Work task
Please return every line of the records below that contains the word "Database".

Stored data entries
::::

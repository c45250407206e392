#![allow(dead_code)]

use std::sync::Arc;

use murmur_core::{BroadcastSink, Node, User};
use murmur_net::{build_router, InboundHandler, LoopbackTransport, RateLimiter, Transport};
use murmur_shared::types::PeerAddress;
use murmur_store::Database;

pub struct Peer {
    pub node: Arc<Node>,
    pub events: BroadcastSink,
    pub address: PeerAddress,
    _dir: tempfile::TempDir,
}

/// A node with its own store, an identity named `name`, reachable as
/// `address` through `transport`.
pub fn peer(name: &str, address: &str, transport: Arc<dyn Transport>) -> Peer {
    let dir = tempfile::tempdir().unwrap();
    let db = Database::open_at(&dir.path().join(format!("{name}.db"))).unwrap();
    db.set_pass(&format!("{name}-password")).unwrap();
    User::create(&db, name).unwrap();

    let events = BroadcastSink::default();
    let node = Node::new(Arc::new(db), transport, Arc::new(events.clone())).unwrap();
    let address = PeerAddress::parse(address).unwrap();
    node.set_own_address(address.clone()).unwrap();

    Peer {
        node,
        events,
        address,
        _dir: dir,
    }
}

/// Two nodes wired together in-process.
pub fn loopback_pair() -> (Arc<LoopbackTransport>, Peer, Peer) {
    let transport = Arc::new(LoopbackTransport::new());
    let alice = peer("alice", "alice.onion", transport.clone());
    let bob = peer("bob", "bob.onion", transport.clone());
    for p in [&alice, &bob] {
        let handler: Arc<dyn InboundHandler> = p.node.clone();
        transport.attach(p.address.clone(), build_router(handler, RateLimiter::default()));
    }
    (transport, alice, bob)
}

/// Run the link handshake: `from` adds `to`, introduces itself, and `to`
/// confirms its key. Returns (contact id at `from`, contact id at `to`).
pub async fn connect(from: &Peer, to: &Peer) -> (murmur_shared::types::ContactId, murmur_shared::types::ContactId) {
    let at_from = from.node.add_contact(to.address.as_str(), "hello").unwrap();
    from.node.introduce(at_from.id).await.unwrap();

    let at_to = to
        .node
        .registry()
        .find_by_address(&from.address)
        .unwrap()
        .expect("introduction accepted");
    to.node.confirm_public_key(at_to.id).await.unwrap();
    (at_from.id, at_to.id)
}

::::

The completed task
use murmur_store::Database;
    let db = Database::open_at(&dir.path().join(format!("{name}.db"))).unwrap();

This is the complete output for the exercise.